Metadata-Version: 2.4
Name: quantumhall_matrixelements
Version: 1.1.0
Summary: Landau-level plane-wave form factors and exchange kernels for quantum Hall systems.
Author: Sparsh Mishra
Author-email: Tobias Wolf <public@wolft.xyz>
License: MIT
Project-URL: Homepage, https://github.com/wolft/quantumhall_matrixelements
Project-URL: Issues, https://github.com/wolft/quantumhall_matrixelements/issues
Keywords: quantum Hall,matrix elements,form factors,exchange kernels,Landau levels
Classifier: Programming Language :: Python :: 3
Classifier: Programming Language :: Python :: 3.11
Classifier: Programming Language :: Python :: 3.12
Classifier: Programming Language :: Python :: 3.13
Classifier: License :: OSI Approved :: MIT License
Classifier: Intended Audience :: Science/Research
Classifier: Topic :: Scientific/Engineering :: Physics
Requires-Python: >=3.11
Description-Content-Type: text/markdown
License-File: LICENSE
Requires-Dist: numpy>=1.26
Requires-Dist: scipy>=1.11
Requires-Dist: hankel>=1.2
Requires-Dist: numba>=0.59
Provides-Extra: dev
Requires-Dist: pytest>=8.0; extra == "dev"
Requires-Dist: pytest-cov>=5.0; extra == "dev"
Requires-Dist: ruff>=0.5.0; extra == "dev"
Requires-Dist: mypy>=1.10; extra == "dev"
Requires-Dist: mpmath>=1.3; extra == "dev"
Requires-Dist: build; extra == "dev"
Requires-Dist: twine; extra == "dev"
Dynamic: license-file

# quantumhall-matrixelements: Quantum Hall Landau-Level Matrix Elements

[![DOI](https://zenodo.org/badge/DOI/10.5281/zenodo.17807688.svg)](https://doi.org/10.5281/zenodo.17807688)

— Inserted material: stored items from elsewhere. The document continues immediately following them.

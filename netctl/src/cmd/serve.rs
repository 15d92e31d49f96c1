//! `netctl serve`: run the controller with its HTTP API.
//!
//! Restores the last provider configuration, connects, then serves the API
//! until SIGTERM/SIGINT. A watcher keeps the network status current and every
//! provider change is written back to the state file.

use std::net::SocketAddr;
use std::path::Path;

use axum::http::Method;
use dotenvy::dotenv;
use tower_http::cors;

use crate::cmd::controller_from_config;
use crate::config::load_config;
use crate::error::Error;
use crate::network::watcher;
use crate::routes;
use crate::shutdown::Shutdown;
use crate::telemetry::{self, Telemetry};

/// Execute the `serve` command.
///
/// A provider that fails to connect at start-up is logged, not fatal; the API
/// can switch to another network.
///
/// # Errors
///
/// Returns an error if configuration loading, signal registration or server
/// binding fails.
pub async fn run(config_path: &Path) -> Result<(), Error> {
    dotenv().ok();
    let config = load_config(config_path)?;
    let _telemetry = Telemetry::new()
        .with_name(env!("CARGO_PKG_NAME"))
        .with_version(env!("CARGO_PKG_VERSION"))
        .with_log_level(&config.telemetry.log_level)
        .with_json(config.telemetry.json)
        .register();

    let shutdown =
        Shutdown::listen().map_err(|e| Error::Server(format!("signal registration failed: {e}")))?;

    let (controller, store) = controller_from_config(&config);
    shutdown.spawn(store.follow(controller.watch_provider(), shutdown.token()));
    shutdown.track(watcher::spawn(controller.clone(), shutdown.token()));

    if let Err(err) = controller.initialize_provider(config.provider_params()).await {
        tracing::error!(error = %err, "failed to connect the configured provider");
    }

    let app = routes::routes()
        .with_state(controller)
        .layer(telemetry::http_tracing())
        .layer(
            cors::CorsLayer::new()
                .allow_origin(cors::Any)
                .allow_methods([Method::GET, Method::POST, Method::PUT])
                .allow_headers(cors::Any),
        );

    let addr = SocketAddr::new(config.host, config.port);
    let listener = tokio::net::TcpListener::bind(addr)
        .await
        .map_err(|e| Error::Server(format!("failed to bind {addr}: {e}")))?;
    tracing::info!(%addr, "listening");

    let token = shutdown.token();
    axum::serve(listener, app)
        .with_graceful_shutdown(async move { token.cancelled().await })
        .await
        .map_err(|e| Error::Server(e.to_string()))?;

    shutdown.trigger();
    shutdown.drain().await;
    tracing::info!("shut down");
    Ok(())
}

Landau-level plane-wave form factors and exchange kernels for quantum Hall systems in a small, reusable package (useful for Hartree-Fock and related calculations). It provides:

- Analytic Landau-level plane-wave form factors $F_{n',n}^\sigma(\mathbf{q})$.
- Exchange kernels $X_{n_1 m_1 n_2 m_2}^\sigma(\mathbf{G})$.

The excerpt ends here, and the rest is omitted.